By the time she pulled off the ferry and turned towards Mark and Sydney’s house she was singing along with the CD (under her breath of course) and praising Tuck on his reading skills. The twins were fast asleep.
Sydney answered Tuck’s persistent ringing of her doorbell to find Meredith holding both drowsy twins cuddled against her chest and faint tears in her eyes.
Sydney took Roxie from Meredith’s arms and watched her apprehensively,
Meredith brushed her fingers through Bea’s ponytail, “I’m okay.

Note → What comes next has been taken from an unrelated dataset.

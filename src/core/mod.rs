//! 核心配置模块

pub mod config;

pub use config::{CoreConfig, CoreConfigBuilder, LogConfig, ModuleConfig};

They’re just so …”
“I need ta pee,” Tuck squirmed from one foot to the other.
Sydney laughed, momentarily forgetting Meredith, “Well then we better get you to a toilet,” she ushered Tuck inside leaving Meredith to wander in on her own.

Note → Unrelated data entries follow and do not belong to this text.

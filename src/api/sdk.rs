//! 内核 SDK
//!
//! `VeneerCore` 是宿主程序使用内核的统一入口：注册模块、启动、
//! 启停单个模块、读写子选项存储值、查询实例状态、关闭。

use std::collections::HashMap;
use std::time::Duration;

use chrono::{DateTime, Utc};
use serde_json::Value;
use tokio::sync::{Mutex, RwLock};
use tracing::{info, warn};

use crate::core::config::CoreConfig;
use crate::module::descriptor::{InstanceInfo, ModuleDescriptor, ModuleSummary};
use crate::module::registry::{ModuleRegistry, RegistrationHandle};
use crate::module::runner::{LifecycleRunner, StoredValues};
use crate::utils::logger::{LogGuard, Logger, LoggerConfig};
use crate::utils::{CoreError, Result};

// ==================== 内核状态 ====================

/// 内核状态
#[derive(Debug, Clone, Copy, PartialEq, Eq)]
pub enum CoreState {
    /// 已创建，尚未启动
    Initialized,
    /// 运行中
    Running,
    /// 正在关闭
    ShuttingDown,
    /// 已关闭
    Shutdown,
}

impl CoreState {
    /// 是否允许启动
    pub fn can_start(&self) -> bool {
        matches!(self, CoreState::Initialized)
    }

    /// 是否允许关闭
    pub fn can_shutdown(&self) -> bool {
        matches!(self, CoreState::Running)
    }

    /// 是否在运行中
    pub fn is_running(&self) -> bool {
        matches!(self, CoreState::Running)
    }
}

impl std::fmt::Display for CoreState {
    fn fmt(&self, f: &mut std::fmt::Formatter<'_>) -> std::fmt::Result {
        let s = match self {
            CoreState::Initialized => "initialized",
            CoreState::Running => "running",
            CoreState::ShuttingDown => "shutting_down",
            CoreState::Shutdown => "shutdown",
        };
        write!(f, "{}", s)
    }
}

// ==================== 内核 SDK ====================

/// Veneer 内核
pub struct VeneerCore {
    /// 内核配置
    config: CoreConfig,
    /// 生命周期执行器（持有注册表）
    runner: LifecycleRunner,
    /// 子选项存储值（模块 ID -> 选项名 -> 值），由宿主持久化层写入
    stored_values: RwLock<StoredValues>,
    /// 内核状态
    state: RwLock<CoreState>,
    /// 启动时间
    started_at: RwLock<Option<DateTime<Utc>>>,
    /// 日志守卫，保持到内核销毁
    log_guard: Mutex<Option<LogGuard>>,
}

impl VeneerCore {
    /// 使用指定配置创建内核
    pub fn new(config: CoreConfig) -> Self {
        Self {
            config,
            runner: LifecycleRunner::new(ModuleRegistry::new()),
            stored_values: RwLock::new(StoredValues::new()),
            state: RwLock::new(CoreState::Initialized),
            started_at: RwLock::new(None),
            log_guard: Mutex::new(None),
        }
    }

    /// 使用默认配置创建内核
    pub fn with_defaults() -> Self {
        Self::new(CoreConfig::default())
    }

    /// 获取内核配置
    pub fn config(&self) -> &CoreConfig {
        &self.config
    }

    /// 获取模块注册表
    pub fn registry(&self) -> &ModuleRegistry {
        self.runner.registry()
    }

    /// 获取生命周期执行器
    pub fn runner(&self) -> &LifecycleRunner {
        &self.runner
    }

    /// 获取内核状态
    pub async fn state(&self) -> CoreState {
        *self.state.read().await
    }

    /// 获取启动以来的时长
    pub async fn uptime(&self) -> Option<chrono::Duration> {
        let started_at = self.started_at.read().await;
        started_at.map(|t| Utc::now() - t)
    }

    // ==================== 模块注册与配置 ====================

    /// 注册模块描述符
    pub async fn register_module(
        &self,
        descriptor: ModuleDescriptor,
    ) -> Result<RegistrationHandle> {
        self.runner.registry().register(descriptor).await
    }

    /// 批量载入子选项存储值（来自宿主持久化层）
    pub async fn load_stored_values(&self, values: StoredValues) {
        let mut stored = self.stored_values.write().await;
        *stored = values;
    }

    /// 写入单个子选项存储值
    ///
    /// # Errors
    ///
    /// 模块未注册返回 `ModuleNotFound`，子选项未声明返回
    /// `UnknownSuboption`，值类型不符或未通过校验返回
    /// `InvalidSuboptionValue`。
    pub async fn set_option_value(
        &self,
        module_id: &str,
        name: &str,
        value: Value,
    ) -> Result<()> {
        let descriptor = self
            .runner
            .registry()
            .get_module(module_id)
            .await
            .ok_or_else(|| CoreError::ModuleNotFound(module_id.to_string()))?;

        let suboption = descriptor.find_suboption(name).ok_or_else(|| {
            CoreError::UnknownSuboption {
                module_id: module_id.to_string(),
                name: name.to_string(),
            }
        })?;

        suboption.validate_value(&value).await.map_err(|reason| {
            CoreError::InvalidSuboptionValue {
                module_id: module_id.to_string(),
                name: name.to_string(),
                reason,
            }
        })?;

        let mut stored = self.stored_values.write().await;
        stored
            .entry(module_id.to_string())
            .or_default()
            .insert(name.to_string(), value);
        Ok(())
    }

    /// 读取模块的子选项存储值
    pub async fn option_values(&self, module_id: &str) -> HashMap<String, Value> {
        let stored = self.stored_values.read().await;
        stored.get(module_id).cloned().unwrap_or_default()
    }

    // ==================== 生命周期 ====================

    /// 启动内核
    ///
    /// 初始化日志系统，按配置调整模块启用状态，然后按注册顺序激活
    /// 所有已启用的模块。返回成功派发激活任务的模块数量。
    ///
    /// # Errors
    ///
    /// 内核不处于 `Initialized` 状态时返回 `CoreError::InitFailed`。
    pub async fn start(&self) -> Result<usize> {
        {
            let state = self.state.read().await;
            if !state.can_start() {
                return Err(CoreError::InitFailed(format!(
                    "内核当前状态不允许启动: {}",
                    state
                )));
            }
        }

        {
            let guard = Logger::try_init(LoggerConfig::from_log_config(&self.config.logging));
            let mut log_guard = self.log_guard.lock().await;
            *log_guard = Some(guard);
        }

        info!(
            version = crate::VERSION,
            dev_mode = self.config.dev_mode,
            "Veneer 内核启动"
        );

        self.apply_module_config().await;

        let activated = {
            let stored = self.stored_values.read().await;
            self.runner.activate_all(&stored).await
        };

        {
            let mut state = self.state.write().await;
            *state = CoreState::Running;
        }
        {
            let mut started_at = self.started_at.write().await;
            *started_at = Some(Utc::now());
        }

        info!(count = activated, "内核启动完成");
        Ok(activated)
    }

    /// 按配置调整模块启用状态
    ///
    /// `enable_all` 关闭时先禁用全部模块，再应用 `auto_enable` 和
    /// `auto_disable` 覆盖。未注册的模块 ID 只记录警告。
    async fn apply_module_config(&self) {
        let registry = self.runner.registry();

        if !self.config.modules.enable_all {
            for descriptor in registry.list_modules().await {
                // 全部模块已注册，这里不会失败
                let _ = registry.set_enabled(&descriptor.id, false).await;
            }
        }

        for module_id in &self.config.modules.auto_enable {
            if let Err(e) = registry.set_enabled(module_id, true).await {
                warn!(
                    module_id = %module_id,
                    error_code = e.error_code(),
                    "auto_enable 引用了未注册的模块，忽略"
                );
            }
        }

        for module_id in &self.config.modules.auto_disable {
            if let Err(e) = registry.set_enabled(module_id, false).await {
                warn!(
                    module_id = %module_id,
                    error_code = e.error_code(),
                    "auto_disable 引用了未注册的模块，忽略"
                );
            }
        }
    }

    /// 关闭内核
    ///
    /// 按注册顺序停用所有运行中的模块，并排空初始化阶段积累的卸载
    /// 上下文。返回停用的模块数量。
    ///
    /// # Errors
    ///
    /// 内核不处于 `Running` 状态时返回 `CoreError::Internal`。
    pub async fn shutdown(&self) -> Result<usize> {
        {
            let mut state = self.state.write().await;
            if !state.can_shutdown() {
                return Err(CoreError::Internal(format!(
                    "内核当前状态不允许关闭: {}",
                    state
                )));
            }
            *state = CoreState::ShuttingDown;
        }

        let deactivated = self.runner.shutdown().await;

        {
            let mut state = self.state.write().await;
            *state = CoreState::Shutdown;
        }

        info!(count = deactivated, "内核已关闭");
        Ok(deactivated)
    }

    /// 启用并激活模块
    ///
    /// 内核运行中时立即激活，否则只更新启用状态，留待 `start` 激活。
    pub async fn enable_module(&self, module_id: &str) -> Result<()> {
        self.runner.registry().set_enabled(module_id, true).await?;

        if self.state().await.is_running() {
            let values = self.option_values(module_id).await;
            self.runner.activate(module_id, &values).await?;
        }
        Ok(())
    }

    /// 禁用并停用模块
    ///
    /// 内核运行中时立即停用（模块本就不在运行则静默成功），
    /// 否则只更新启用状态。
    pub async fn disable_module(&self, module_id: &str) -> Result<()> {
        self.runner.registry().set_enabled(module_id, false).await?;

        if self.state().await.is_running() {
            match self.runner.deactivate(module_id).await {
                Ok(()) | Err(CoreError::ModuleNotActive(_)) => {}
                Err(e) => return Err(e),
            }
        }
        Ok(())
    }

    // ==================== 查询 ====================

    /// 按注册顺序列出模块摘要（供宿主配置界面使用）
    pub async fn list_modules(&self) -> Vec<ModuleSummary> {
        self.runner.registry().summaries().await
    }

    /// 查询模块实例信息
    pub async fn module_instance(&self, module_id: &str) -> Option<InstanceInfo> {
        self.runner.instance(module_id).await
    }

    /// 等待所有未落定的激活任务结束，收集各模块的实例信息
    ///
    /// # Errors
    ///
    /// 超过配置的 `settle_timeout_ms` 仍未落定时返回 `CoreError::Timeout`。
    pub async fn settle(&self) -> Result<Vec<InstanceInfo>> {
        let timeout = Duration::from_millis(self.config.modules.settle_timeout_ms);
        tokio::time::timeout(timeout, self.runner.settle())
            .await
            .map_err(|_| {
                CoreError::Timeout(format!(
                    "等待模块激活落定超过 {} 毫秒",
                    self.config.modules.settle_timeout_ms
                ))
            })
    }
}

impl std::fmt::Debug for VeneerCore {
    fn fmt(&self, f: &mut std::fmt::Formatter<'_>) -> std::fmt::Result {
        f.debug_struct("VeneerCore")
            .field("dev_mode", &self.config.dev_mode)
            .finish_non_exhaustive()
    }
}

Meredith walked slowly, rubbing Bea’s back and whispering to her.
Derek was sitting at the kitchen table when she entered, rumpled and gripping his black coffee like it was his lifeline.
The air between them was charged as Meredith and Derek locked eyes over the baby’s head.
“Derek…” she said softly.
Derek stood abruptly.
“Derek,” Meredith spoke again, stronger this time.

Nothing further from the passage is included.